Anyone with a physical disability, loss of function, or reduced function due to an injury, cognitive issues, learning difficulty, rehabilitation need or age-related issue may benefit from electronic assistive technology.
Zyteq specialises in speech generating devices for communication and other adaptive technology for people who have difficulty with the mainstream computer acess options or using technology around the home.
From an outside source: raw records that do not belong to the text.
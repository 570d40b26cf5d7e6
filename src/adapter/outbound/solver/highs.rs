//! HiGHS solver implementation via good_lp.
//!
//! HiGHS is an open-source mixed-integer programming solver. The backend
//! is wrapped through the good_lp crate; each call builds a fresh good_lp
//! model from the neutral [`IlpProblem`].

use std::time::{Duration, Instant};

use good_lp::solvers::highs::highs;
use good_lp::{
    constraint, variable, variables, Expression, ResolutionError, Solution, SolverModel,
};
use rust_decimal::prelude::ToPrimitive;
use rust_decimal::Decimal;
use tracing::trace;

use crate::domain::constraint::ConstraintSense;
use crate::error::SolverError;
use crate::port::outbound::solver::{IlpProblem, LpSolution, SolutionStatus, Solver};

/// HiGHS-based ILP solver with an optional per-solve time budget.
#[derive(Debug, Default, Clone)]
pub struct HiGHSSolver {
    time_limit: Option<Duration>,
}

impl HiGHSSolver {
    /// Create a solver without a time budget.
    #[must_use]
    pub const fn new() -> Self {
        Self { time_limit: None }
    }

    /// Stop each solve after `limit` and report it as timed out.
    #[must_use]
    pub const fn with_time_limit(limit: Duration) -> Self {
        Self {
            time_limit: Some(limit),
        }
    }

    #[must_use]
    pub const fn time_limit(&self) -> Option<Duration> {
        self.time_limit
    }
}

impl Solver for HiGHSSolver {
    fn name(&self) -> &'static str {
        "highs"
    }

    fn solve_ilp(&self, problem: &IlpProblem) -> Result<LpSolution, SolverError> {
        let lp = &problem.lp;
        let n = lp.num_vars();

        if n == 0 {
            return Ok(LpSolution {
                values: vec![],
                objective: Decimal::ZERO,
                status: SolutionStatus::Optimal,
            });
        }

        let mut vars = variables!();
        let mut var_list = Vec::with_capacity(n);

        for (i, bounds) in lp.bounds.iter().enumerate() {
            let mut v = variable();
            if let Some(lb) = bounds.lower {
                v = v.min(lb.to_f64().unwrap_or(0.0));
            }
            if let Some(ub) = bounds.upper {
                v = v.max(ub.to_f64().unwrap_or(f64::INFINITY));
            }
            if problem.integer_vars.contains(&i) {
                v = v.integer();
            }
            var_list.push(vars.add(v));
        }

        let objective: Expression = var_list
            .iter()
            .zip(lp.objective.iter())
            .map(|(v, c)| c.to_f64().unwrap_or(0.0) * *v)
            .sum();

        let mut model = vars.minimise(&objective).using(highs);
        if let Some(limit) = self.time_limit {
            model = model.set_option("time_limit", limit.as_secs_f64());
        }

        for row in &lp.constraints {
            let lhs: Expression = var_list
                .iter()
                .zip(row.coefficients.iter())
                .filter(|(_, c)| !c.is_zero())
                .map(|(v, c)| c.to_f64().unwrap_or(0.0) * *v)
                .sum();
            let rhs = row.rhs.to_f64().unwrap_or(0.0);

            model = match row.sense {
                ConstraintSense::GreaterEqual => model.with(constraint!(lhs >= rhs)),
                ConstraintSense::LessEqual => model.with(constraint!(lhs <= rhs)),
                ConstraintSense::Equal => model.with(constraint!(lhs == rhs)),
            };
        }

        let started = Instant::now();
        let result = model.solve();
        let elapsed = started.elapsed();
        let over_budget = self.time_limit.is_some_and(|limit| elapsed >= limit);
        trace!(
            vars = n,
            constraints = lp.constraints.len(),
            elapsed_ms = elapsed.as_millis() as u64,
            "HiGHS solve finished"
        );

        match result {
            // An answer returned after the budget expired is not proven optimal.
            Ok(_) if over_budget => Ok(LpSolution::without_values(SolutionStatus::TimedOut)),
            Ok(solution) => {
                let values: Vec<Decimal> = var_list
                    .iter()
                    .map(|v| Decimal::try_from(solution.value(*v)).unwrap_or(Decimal::ZERO))
                    .collect();
                let objective: Decimal = values
                    .iter()
                    .zip(lp.objective.iter())
                    .map(|(v, c)| v * c)
                    .sum();

                Ok(LpSolution {
                    values,
                    objective,
                    status: SolutionStatus::Optimal,
                })
            }
            Err(ResolutionError::Infeasible) => {
                Ok(LpSolution::without_values(SolutionStatus::Infeasible))
            }
            Err(ResolutionError::Unbounded) => {
                Ok(LpSolution::without_values(SolutionStatus::Unbounded))
            }
            Err(_) if over_budget => Ok(LpSolution::without_values(SolutionStatus::TimedOut)),
            Err(err) => Err(SolverError::Backend {
                solver: self.name(),
                reason: err.to_string(),
            }),
        }
    }
}

#[cfg(test)]
mod tests {
    use super::*;
    use crate::domain::constraint::Constraint;
    use crate::port::outbound::solver::LpProblem;
    use rust_decimal_macros::dec;

    #[test]
    fn test_solver_name() {
        assert_eq!(HiGHSSolver::new().name(), "highs");
    }

    #[test]
    fn test_time_limit_is_recorded() {
        let solver = HiGHSSolver::with_time_limit(Duration::from_secs(30));
        assert_eq!(solver.time_limit(), Some(Duration::from_secs(30)));
        assert_eq!(HiGHSSolver::new().time_limit(), None);
    }

    #[test]
    fn test_binary_ilp() {
        // Minimize: -x - y (maximize x + y)
        // Subject to: x + y <= 1
        let lp = LpProblem {
            objective: vec![-Decimal::ONE, -Decimal::ONE],
            constraints: vec![Constraint::leq(vec![Decimal::ONE, Decimal::ONE], Decimal::ONE)],
            ..LpProblem::new(2)
        };

        let solution = HiGHSSolver::new()
            .solve_ilp(&IlpProblem::all_binary(lp))
            .unwrap();

        assert!(solution.is_optimal());
        let sum: Decimal = solution.values.iter().sum();
        assert!((sum - Decimal::ONE).abs() < dec!(0.01), "sum should be 1, got {sum}");
        assert!((solution.objective + Decimal::ONE).abs() < dec!(0.01));
    }

    #[test]
    fn test_knapsack_picks_best_pair() {
        // Maximize 5a + 4b + 3c with weights 4, 3, 2 and capacity 5.
        let lp = LpProblem {
            objective: vec![dec!(-5), dec!(-4), dec!(-3)],
            constraints: vec![Constraint::leq(vec![dec!(4), dec!(3), dec!(2)], dec!(5))],
            ..LpProblem::new(3)
        };

        let solution = HiGHSSolver::new()
            .solve_ilp(&IlpProblem::all_binary(lp))
            .unwrap();

        assert!(solution.is_optimal());
        let picked: Vec<bool> = solution.values.iter().map(|v| *v > dec!(0.5)).collect();
        assert_eq!(picked, [false, true, true]);
    }

    #[test]
    fn test_equality_constraint() {
        // Exactly two of three binaries, cheapest first.
        let lp = LpProblem {
            objective: vec![dec!(3), dec!(1), dec!(2)],
            constraints: vec![Constraint::eq(vec![Decimal::ONE; 3], dec!(2))],
            ..LpProblem::new(3)
        };

        let solution = HiGHSSolver::new()
            .solve_ilp(&IlpProblem::all_binary(lp))
            .unwrap();

        assert!(solution.is_optimal());
        assert!(solution.values[0].abs() < dec!(0.01));
        assert!((solution.objective - dec!(3)).abs() < dec!(0.01));
    }

    #[test]
    fn test_infeasible_is_a_status_not_an_error() {
        // x + y >= 3 with binaries cannot hold.
        let lp = LpProblem {
            constraints: vec![Constraint::geq(vec![Decimal::ONE, Decimal::ONE], dec!(3))],
            ..LpProblem::new(2)
        };

        let solution = HiGHSSolver::new()
            .solve_ilp(&IlpProblem::all_binary(lp))
            .unwrap();

        assert!(matches!(
            solution.status,
            SolutionStatus::Infeasible | SolutionStatus::Unbounded
        ));
        assert!(solution.values.is_empty());
    }

    #[test]
    fn test_empty_problem() {
        let solution = HiGHSSolver::new()
            .solve_ilp(&IlpProblem::all_binary(LpProblem::new(0)))
            .unwrap();

        assert!(solution.is_optimal());
        assert!(solution.values.is_empty());
    }
}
Generally this field is known as 'electronic assistive technology' (E.A.T.)
The selection of the appropriate device is usually a clinical process (and this is required by the funding agencies too).
There are a few approaches and levels of assistance to finding the right EAT to best suit an individuals' needs depending on available resources, clinical support and knowledge.
- If you are a PRIMARY CLINICIAN for someone who may benefit from EAT Zyteq can collaborate with you to map out a path to trial devices, assist with narrowing the selection and final choice.
- If you are a PRIMARY CLINICIAN for someone who may benefit from EAT Zyteq can collaborate with you to assist with the evaluation service
- We can also provide a "done for you" service.
- Or you may be knowledgeable and able to research the devices and then arrange trials with Zyteq
- Or you may wish to learn the evaluation steps using Zyteq's resources and collaboarting with our experienced clinicians so you can add value to your clinical service, and supervise the process with our support.
If you would like a detailed background please read on.
If you would like to go directly to one of these points please choose one of the following.
We prefer to book a call with you so that we can each allocate time for a dedicated conversation. These conversations often take some time so it is ideal to prepare to allocate the time rather than ringing in a 5 minute gap and then leaving a message.
What is Assistive Technology (EAT)?
Assistive Technology in the broader category which The World Health Organisation (WHO) outlines as follows:
Assistive devices allow people with loss of function, to enhance their abilities, live independently and participate more fully in their societies.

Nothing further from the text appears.